Il profumo di migliaia di rose bianche importate pervadeva la cattedrale dalle volte imponenti, dove le famiglie più in vista della città sedevano in file di banchi di mogano lucido. La luce del sole filtrava attraverso le vetrate colorate, proiettando brillanti motivi frammentati sul raffinato strascico di pizzo della sposa, mentre si preparava a pronunciare i voti. Lo sposo le stava accanto, con una postura impeccabile, immagine di ricchezza e compostezza frutto di anni di attenta cura.
La serena armonia della cerimonia si incrinò quando una piccola figura trasandata uscì da dietro le pesanti porte d'ingresso in quercia e iniziò a camminare lentamente lungo la navata centrale. Era scalza, il suo semplice abito di cotone era sporco di polvere e stringeva tra le braccia un neonato addormentato avvolto in una sbiadita coperta di flanella. L'espressione della sposa si indurì all'istante, la sua voce si fece strada tra la musica d'organo mentre faceva un gesto brusco al personale di sicurezza per allontanare l'intrusa prima che le telecamere riprendessero la scena.

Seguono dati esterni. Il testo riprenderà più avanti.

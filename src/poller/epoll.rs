//! Linux `epoll` reactor.
//!
//! One epoll instance multiplexes the value descriptors of every line in the
//! process. An `eventfd` waker interrupts `epoll_wait` when timers are
//! scheduled from other threads, and the wait timeout is bounded by the
//! nearest timer deadline so timers run on the dispatch thread.

use log::{debug, warn};
use std::cmp::{Ordering as CmpOrdering, Reverse};
use std::collections::BinaryHeap;
use std::io;
use std::os::fd::{AsRawFd, FromRawFd, OwnedFd, RawFd};
use std::sync::Arc;
use std::sync::atomic::{AtomicBool, Ordering};
use std::thread::{self, JoinHandle};
use std::time::{Duration, Instant};

use parking_lot::{Mutex, RwLock};
use rustc_hash::FxHashMap;

use super::{Interest, Poller, ReadyHandler, TimerTask, Timers};
use crate::error::GpioError;

/// Token of the waker registration. Descriptors are never negative, so it
/// cannot collide with a descriptor token.
const WAKE_TOKEN: u64 = u64::MAX;
const EPOLL_EVENT_CAPACITY: usize = 32;
/// Pause after a failed wait so a persistent failure does not spin.
const DISPATCH_ERROR_BACKOFF: Duration = Duration::from_millis(50);

static GLOBAL: Mutex<Option<(Arc<Epoll>, Dispatcher)>> = parking_lot::const_mutex(None);

pub struct Epoll {
    epoll: OwnedFd,
    waker: OwnedFd,
    handlers: RwLock<FxHashMap<RawFd, Arc<dyn ReadyHandler>>>,
    timers: Mutex<TimerQueue>,
}

#[derive(Default)]
struct TimerQueue {
    heap: BinaryHeap<Reverse<TimerEntry>>,
    seq: u64,
}

struct TimerEntry {
    deadline: Instant,
    // ties on deadline run in scheduling order
    seq: u64,
    task: TimerTask,
}

impl PartialEq for TimerEntry {
    fn eq(&self, other: &Self) -> bool {
        self.deadline == other.deadline && self.seq == other.seq
    }
}

impl Eq for TimerEntry {}

impl PartialOrd for TimerEntry {
    fn partial_cmp(&self, other: &Self) -> Option<CmpOrdering> {
        Some(self.cmp(other))
    }
}

impl Ord for TimerEntry {
    fn cmp(&self, other: &Self) -> CmpOrdering {
        self.deadline
            .cmp(&other.deadline)
            .then(self.seq.cmp(&other.seq))
    }
}

impl Epoll {
    pub fn new() -> Result<Self, GpioError> {
        let epoll = unsafe { libc::epoll_create1(libc::EPOLL_CLOEXEC) };
        if epoll < 0 {
            return Err(GpioError::Poller(format!(
                "epoll_create1: {}",
                io::Error::last_os_error()
            )));
        }
        let epoll = unsafe { OwnedFd::from_raw_fd(epoll) };

        let waker = unsafe { libc::eventfd(0, libc::EFD_NONBLOCK | libc::EFD_CLOEXEC) };
        if waker < 0 {
            return Err(GpioError::Poller(format!(
                "eventfd: {}",
                io::Error::last_os_error()
            )));
        }
        let waker = unsafe { OwnedFd::from_raw_fd(waker) };

        let poller = Self {
            epoll,
            waker,
            handlers: RwLock::new(FxHashMap::default()),
            timers: Mutex::new(TimerQueue::default()),
        };
        poller
            .ctl(
                libc::EPOLL_CTL_ADD,
                poller.waker.as_raw_fd(),
                libc::EPOLLIN as u32,
                WAKE_TOKEN,
            )
            .map_err(|e| GpioError::Poller(format!("register waker: {e}")))?;

        Ok(poller)
    }

    /// The process-wide reactor, created together with its dispatch thread on
    /// first use.
    pub fn global() -> Result<Arc<Epoll>, GpioError> {
        let mut global = GLOBAL.lock();
        if let Some((epoll, _)) = global.as_ref() {
            return Ok(epoll.clone());
        }

        let epoll = Arc::new(Epoll::new()?);
        let dispatcher = epoll.spawn();
        *global = Some((epoll.clone(), dispatcher));
        Ok(epoll)
    }

    /// Runs [`Epoll::poll_once`] on a dedicated thread until the returned
    /// guard is dropped.
    pub fn spawn(self: &Arc<Self>) -> Dispatcher {
        let cancel = Arc::new(AtomicBool::new(false));
        let cancel_flag = cancel.clone();
        let epoll = self.clone();

        let handle = thread::spawn(move || {
            dispatch_until(&cancel_flag, || epoll.poll_once(None));
        });

        Dispatcher {
            cancel,
            epoll: self.clone(),
            handle: Some(handle),
        }
    }

    /// Waits for readiness or the next timer deadline, whichever comes first,
    /// then dispatches ready handlers followed by expired timers.
    ///
    /// `max_wait` caps the wait; `None` waits indefinitely when no timer is
    /// pending. Returns the number of handlers and timers run. A failing
    /// `epoll_wait` is reported to every registered handler.
    pub fn poll_once(&self, max_wait: Option<Duration>) -> Result<usize, GpioError> {
        let timeout_ms = self.wait_timeout(max_wait);
        let mut events: Vec<libc::epoll_event> = Vec::with_capacity(EPOLL_EVENT_CAPACITY);

        let n = unsafe {
            libc::epoll_wait(
                self.epoll.as_raw_fd(),
                events.as_mut_ptr(),
                EPOLL_EVENT_CAPACITY as i32,
                timeout_ms,
            )
        };

        if n < 0 {
            let err = io::Error::last_os_error();
            if err.kind() != io::ErrorKind::Interrupted {
                let err = GpioError::Poller(format!("epoll_wait: {err}"));
                let handlers: Vec<Arc<dyn ReadyHandler>> =
                    self.handlers.read().values().cloned().collect();
                for handler in handlers {
                    handler.on_ready(Err(err.clone()));
                }
                return Err(err);
            }
        } else {
            unsafe { events.set_len(n as usize) };
        }

        let ready: Vec<Arc<dyn ReadyHandler>> = {
            let handlers = self.handlers.read();
            events
                .iter()
                .filter_map(|ev| {
                    let token = ev.u64;
                    if token == WAKE_TOKEN {
                        self.drain_waker();
                        None
                    } else {
                        handlers.get(&(token as RawFd)).cloned()
                    }
                })
                .collect()
        };

        let mut dispatched = ready.len();
        for handler in ready {
            handler.on_ready(Ok(()));
        }
        dispatched += self.run_expired_timers();

        Ok(dispatched)
    }

    pub fn registered(&self) -> usize {
        self.handlers.read().len()
    }

    fn wake(&self) {
        let buf: u64 = 1;
        unsafe {
            libc::write(
                self.waker.as_raw_fd(),
                &buf as *const u64 as *const libc::c_void,
                8,
            );
        }
    }

    fn drain_waker(&self) {
        let mut buf: u64 = 0;
        unsafe {
            libc::read(
                self.waker.as_raw_fd(),
                &mut buf as *mut u64 as *mut libc::c_void,
                8,
            );
        }
    }

    fn wait_timeout(&self, max_wait: Option<Duration>) -> i32 {
        let next = self
            .timers
            .lock()
            .heap
            .peek()
            .map(|Reverse(entry)| entry.deadline.saturating_duration_since(Instant::now()));
        let wait = match (next, max_wait) {
            (Some(a), Some(b)) => Some(a.min(b)),
            (a, b) => a.or(b),
        };

        match wait {
            // round up so a timer is never woken for before its deadline
            Some(d) => d.as_nanos().div_ceil(1_000_000).min(i32::MAX as u128) as i32,
            None => -1,
        }
    }

    fn run_expired_timers(&self) -> usize {
        let now = Instant::now();
        let expired: Vec<TimerEntry> = {
            let mut timers = self.timers.lock();
            let mut expired = Vec::new();
            while timers
                .heap
                .peek()
                .is_some_and(|Reverse(entry)| entry.deadline <= now)
            {
                if let Some(Reverse(entry)) = timers.heap.pop() {
                    expired.push(entry);
                }
            }
            expired
        };

        let count = expired.len();
        for entry in expired {
            (entry.task)();
        }
        count
    }

    fn ctl(&self, op: libc::c_int, fd: RawFd, events: u32, token: u64) -> io::Result<()> {
        let mut event = libc::epoll_event { events, u64: token };
        let rc = unsafe { libc::epoll_ctl(self.epoll.as_raw_fd(), op, fd, &mut event) };
        if rc < 0 {
            Err(io::Error::last_os_error())
        } else {
            Ok(())
        }
    }
}

impl Poller for Epoll {
    fn add(
        &self,
        fd: RawFd,
        interest: Interest,
        handler: Arc<dyn ReadyHandler>,
    ) -> Result<(), GpioError> {
        let mut handlers = self.handlers.write();
        if handlers.contains_key(&fd) {
            return Err(GpioError::Poller(format!("fd {fd} already registered")));
        }
        self.ctl(libc::EPOLL_CTL_ADD, fd, interest.to_epoll(), fd as u64)
            .map_err(|e| GpioError::Poller(format!("epoll add fd {fd}: {e}")))?;
        handlers.insert(fd, handler);
        debug!("epoll add fd {fd} {interest:?}");
        Ok(())
    }

    fn modify(&self, fd: RawFd, interest: Interest) -> Result<(), GpioError> {
        self.ctl(libc::EPOLL_CTL_MOD, fd, interest.to_epoll(), fd as u64)
            .map_err(|e| GpioError::Poller(format!("epoll modify fd {fd}: {e}")))
    }

    fn remove(&self, fd: RawFd) -> Result<(), GpioError> {
        let mut handlers = self.handlers.write();
        handlers.remove(&fd);
        self.ctl(libc::EPOLL_CTL_DEL, fd, 0, 0)
            .map_err(|e| GpioError::Poller(format!("epoll remove fd {fd}: {e}")))?;
        debug!("epoll remove fd {fd}");
        Ok(())
    }
}

impl Timers for Epoll {
    fn schedule(&self, delay: Duration, task: TimerTask) {
        {
            let mut timers = self.timers.lock();
            let seq = timers.seq;
            timers.seq += 1;
            timers.heap.push(Reverse(TimerEntry {
                deadline: Instant::now() + delay,
                seq,
                task,
            }));
        }
        self.wake();
    }
}

/// Owns the dispatch thread of an [`Epoll`]; dropping it stops and joins the
/// thread.
pub struct Dispatcher {
    cancel: Arc<AtomicBool>,
    epoll: Arc<Epoll>,
    handle: Option<JoinHandle<()>>,
}

impl Drop for Dispatcher {
    fn drop(&mut self) {
        self.cancel.store(true, Ordering::Relaxed);
        self.epoll.wake();
        if let Some(handle) = self.handle.take() {
            let _ = handle.join();
        }
    }
}

fn dispatch_until<F>(cancel: &AtomicBool, mut poll: F)
where
    F: FnMut() -> Result<usize, GpioError>,
{
    while !cancel.load(Ordering::Relaxed) {
        if let Err(e) = poll() {
            warn!("gpio dispatcher: {e}");
            thread::sleep(DISPATCH_ERROR_BACKOFF);
        }
    }
}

La bambina si immobilizzò a pochi metri dall'altare, il suo piccolo corpo tremante sotto il peso collettivo di centinaia di sguardi ostili e di élite, ma si rifiutò di distogliere lo sguardo dalla parte anteriore della sala. Ignorò le guardie che avanzavano, i suoi occhi pieni di lacrime fissi sul volto dello sposo mentre pronunciava una sola, chiara parola che echeggiò perfettamente tra le travi di pietra.